Monika Goździalska była w reality show i rozbierała się w gazetach. Teraz została fit blogerką... (ZDJĘCIA)
36-latka jest dowodem, że wystarczy motywacja i dobre chęci, a i tak może się nie udać. Współczujecie?
Kariera Moniki Goździalskiej zaczęła się jeszcze w 2003 roku na planie Big Brothera. Pech prześladował ją od początku, bo ze względu na problemy zdrowotne opuściła program jeszcze przed głosowaniem. Z showbiznesu zniknęła wtedy aż na dziewięć lat, by pojawić się z nowym planem w 2012 roku. Niestety zrobiła na złość wszystkim mówcom motywacyjnym, bo im bardziej się starała, tym bardziej nie wychodziło.
Historia upadków Moniki wciąż nie doczekała się wpisu na Wikipedii. Czujemy się więc w obowiązku przypomnieć wam sylwetkę celebrytki, której upór można porównać jedynie z Norbim. Monika ma wszystko, czego trzeba, by odnieść sukces w show-biznesie: występy w reality i talent-show, rozbierane sesje, udział w wyborach miss, rozwód, a nawet własny kącik w śniadaniówce TVP. Słowem wszystko oprócz wstydu.

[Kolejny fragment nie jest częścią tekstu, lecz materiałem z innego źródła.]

// ============================================================================
// REACTIVITY - Sistema de notificaciones/subscribers para reactividad
// ============================================================================

use std::cell::RefCell;
use std::rc::{Rc, Weak};

type Listener = Rc<dyn Fn()>;

#[derive(Default)]
struct Listeners {
    next_id: usize,
    entries: Vec<(usize, Listener)>,
}

/// Estado reactivo con sistema de notificaciones.
///
/// Los clones comparten valor y subscribers.
pub struct ReactiveState<T> {
    value: Rc<RefCell<T>>,
    listeners: Rc<RefCell<Listeners>>,
}

impl<T> ReactiveState<T> {
    /// Crear nuevo estado reactivo
    pub fn new(value: T) -> Self {
        Self {
            value: Rc::new(RefCell::new(value)),
            listeners: Rc::new(RefCell::new(Listeners::default())),
        }
    }

    /// Leer el valor sin clonarlo
    pub fn with<R>(&self, reader: impl FnOnce(&T) -> R) -> R {
        reader(&self.value.borrow())
    }

    /// Establecer nuevo valor y notificar subscribers
    pub fn set(&self, new_value: T) {
        *self.value.borrow_mut() = new_value;
        self.notify();
    }

    /// Actualizar valor usando closure y notificar
    pub fn update<F>(&self, updater: F)
    where
        F: FnOnce(&mut T),
    {
        updater(&mut self.value.borrow_mut());
        self.notify();
    }

    /// Suscribirse a cambios; la suscripción vive lo que viva el handle
    pub fn subscribe<F>(&self, callback: F) -> Subscription
    where
        F: Fn() + 'static,
    {
        let mut listeners = self.listeners.borrow_mut();
        let id = listeners.next_id;
        listeners.next_id += 1;
        listeners.entries.push((id, Rc::new(callback)));
        Subscription {
            listeners: Rc::downgrade(&self.listeners),
            id,
        }
    }

    pub fn subscriber_count(&self) -> usize {
        self.listeners.borrow().entries.len()
    }

    pub fn ptr_eq(&self, other: &Self) -> bool {
        Rc::ptr_eq(&self.value, &other.value)
    }

    pub fn downgrade(&self) -> WeakReactiveState<T> {
        WeakReactiveState {
            value: Rc::downgrade(&self.value),
            listeners: Rc::downgrade(&self.listeners),
        }
    }

    /// Notificar a todos los subscribers, de forma síncrona.
    /// Se copia la lista antes para que un callback pueda (des)suscribirse.
    fn notify(&self) {
        let snapshot: Vec<Listener> = self
            .listeners
            .borrow()
            .entries
            .iter()
            .map(|(_, callback)| callback.clone())
            .collect();
        for callback in snapshot {
            callback();
        }
    }
}

impl<T> Clone for ReactiveState<T> {
    fn clone(&self) -> Self {
        Self {
            value: self.value.clone(),
            listeners: self.listeners.clone(),
        }
    }
}

pub struct WeakReactiveState<T> {
    value: Weak<RefCell<T>>,
    listeners: Weak<RefCell<Listeners>>,
}

impl<T> WeakReactiveState<T> {
    pub fn upgrade(&self) -> Option<ReactiveState<T>> {
        Some(ReactiveState {
            value: self.value.upgrade()?,
            listeners: self.listeners.upgrade()?,
        })
    }
}

impl<T> Clone for WeakReactiveState<T> {
    fn clone(&self) -> Self {
        Self {
            value: self.value.clone(),
            listeners: self.listeners.clone(),
        }
    }
}

/// Handle de suscripción: al soltarlo se da de baja el callback
#[must_use = "dropping the subscription unsubscribes immediately"]
pub struct Subscription {
    listeners: Weak<RefCell<Listeners>>,
    id: usize,
}

impl Drop for Subscription {
    fn drop(&mut self) {
        if let Some(listeners) = self.listeners.upgrade() {
            listeners.borrow_mut().entries.retain(|(id, _)| *id != self.id);
        }
    }
}

#[cfg(test)]
mod tests {
    use super::*;
    use std::cell::Cell;

    #[test]
    fn subscribers_are_notified_after_each_update() {
        let state = ReactiveState::new(0);
        let seen = Rc::new(Cell::new(-1));
        let _sub = {
            let seen = seen.clone();
            let reader = state.clone();
            state.subscribe(move || seen.set(reader.with(|v| *v)))
        };

        state.set(3);
        assert_eq!(seen.get(), 3);
        state.update(|v| *v += 1);
        assert_eq!(seen.get(), 4);
    }

    #[test]
    fn dropping_subscription_unsubscribes() {
        let state = ReactiveState::new(());
        let calls = Rc::new(Cell::new(0));
        let sub = {
            let calls = calls.clone();
            state.subscribe(move || calls.set(calls.get() + 1))
        };
        state.set(());
        drop(sub);
        state.set(());
        assert_eq!(calls.get(), 1);
        assert_eq!(state.subscriber_count(), 0);
    }

    #[test]
    fn clones_share_value_and_subscribers() {
        let state = ReactiveState::new(String::new());
        let other = state.clone();
        let calls = Rc::new(Cell::new(0));
        let _sub = {
            let calls = calls.clone();
            state.subscribe(move || calls.set(calls.get() + 1))
        };
        other.set("x".to_string());
        assert_eq!(calls.get(), 1);
        assert_eq!(state.with(|v| v.clone()), "x");
        assert!(state.ptr_eq(&other));
    }

    #[test]
    fn weak_handle_does_not_keep_state_alive() {
        let state = ReactiveState::new(1);
        let weak = state.downgrade();
        assert!(weak.upgrade().is_some());
        drop(state);
        assert!(weak.upgrade().is_none());
    }
}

Teraz Monika ma na siebie nowy pomysł - została fit-instagramerką. Co tym razem może pójść nie tak?
Jesteście gotowi, żeby poznać historię, która zadaje kłam wszystkim motywacyjnym mówcom? Oto ona.
W 2003 roku zagościła w programie jedynie przez tydzień. Zmusiły ją do tego problemy zdrowotne.
2011 rok przyniósł jej to zaszczytne miano. 5 lat później była już po rozwodzie. Jak pech to pech.
W przerwach między sesjami fotograficznymi, chwaliła się też nietypową maseczką. Czy to kasza jaglana?
Przeszła dalej podając jurorom pieczony ziemniak, sałatkę z rukoli i polędwiczki wieprzowe. W ten sposób na jakiś czas stała się kulinarną ekspertką.
Odcinek piąty, sezon ósmy "Ugotowanych" to kolacja uczestników "Masterchefa" w domu Moniki. Gospodyni popłakała się wtedy przed Magdą Gessler.
Szukając kolejnej szansy, kusiła też z okładki CKM. Echem odbił się jej retusz. Brawa dla grafika!
Nie pykło od frontu - weszła od zaplecza. Obrażona na TVN została dyrektorem zarządzającym TO!TV. Przez krótką chwilę miała nawet program "To!do garów", który sama wymyśliła. Coś nam mówi, że ta nazwa dziś by nie przeszła.
Monika jest dumną matką dwójki dzieci. Rodzicielska rola nie przeszkodziła jej wyjść z propozycją sesji dla "Playboya". Rozbierając się na okładce, chciała przełamać stereotypy dotyczące macierzyństwa. Stereotypy wciąż trzymają się lepiej niż jej kariera. Sesja nie doszła bowiem do skutku.
Modelka została też prezesem wydawnictwa gazet "Extra Media", gdzie, jak sama przyznała w wywiadzie dla businessmantoday.org: "uczyła się jak być prezesem i jak to jest wydawać gazety".
Rok 2018 przyniósł kolejne zmiany. Dołączyła do śniadaniówki TVP1 "Dzień dobry Polsko" i nieźle tam namieszała. Głównie w garnkach, prowadząc kącik "Kulinarny zawrót głowy".
Teraz Monika przeszła nową metamorfozę. Jako pasjonatka piękna i podróży, podróżuje i usiłuje wyglądać pięknie na zdjęciach z egzotycznych wycieczek. Jak widać żółw jest tym mocno zakłopotany.
Po latach tułaczki wróciła do tego, co wychodzi jej najlepiej. Do wyglądania.
Konto na Instagramie to jeden z jej większych sukcesów. Obserwuje ją już ponad 32,5 tysiąca fanów. W tym żywa barbie Anella i jeszcze żywszy trener Qczaj. Dołączycie?